1) How did you come up with the idea of QLIPP?

We were doing another project at that time, and we wanted to measure the data from a tennis racket and then put it in a virtual reality environment. We thought about being able to do the converse – measure the data, then use it to detect how good the strokes are. So that is how we thought we can use a sensor device to find out how good the performance is and to improve the performance. The sensor unit is in fact a generic unit which can be applied to different sports, that is why we called it the QLIPP Sports Technology, and the first vertical we are going into is tennis. We expect to go into different verticals like running, baseball etc. as well.

2) Were there any challenges faced during the process of developing QLIPP? What were they?

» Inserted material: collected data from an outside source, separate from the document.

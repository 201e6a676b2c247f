//! Core types and shared functionality for storyline.
//!
//! This crate provides:
//! - Story records, cache envelopes and subscription state
//! - SQLite-backed local store, cache tiers and settings
//! - Storage and credential traits shared with the client
//! - Unified error types
//! - Configuration structures

pub mod auth;
pub mod cache;
pub mod config;
pub mod error;
pub mod model;
pub mod store;

pub use auth::{CredentialStore, MemoryCredentials};
pub use cache::{CacheDb, TierEntry};
pub use config::{AppConfig, ConfigError, PushConfig};
pub use error::Error;
pub use model::{CacheEnvelope, Location, PushKeys, PushSubscription, StorageStats, Story, SubscriptionRecord};
pub use store::{StoryStore, SubscriptionLedger, UnavailableStore};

Hardware was one big challenge because we needed to make the hardware very stable and durable, so that it can be used in the outdoor environment and across very long distances. Our strength lies in data mining, so the problem was analysing the data in real time and making it responsive to the users.

3) How would you compare QLIPP against other sensors of its kind?

I think the biggest difference is the portability aspect, whereby the emphasis is being portable and being able to be applied to different verticals, so we don’t stress on just a particular sport alone, but in fact we try to make the sports sensor as generic as possible. We are also incorporating video analysis, so that it will give users very real feedback. We can also integrate into other devices, so we can accept third party sensor devices, such as heart rate monitors or temperature monitors. This will give QLIPP a more wholesome experience.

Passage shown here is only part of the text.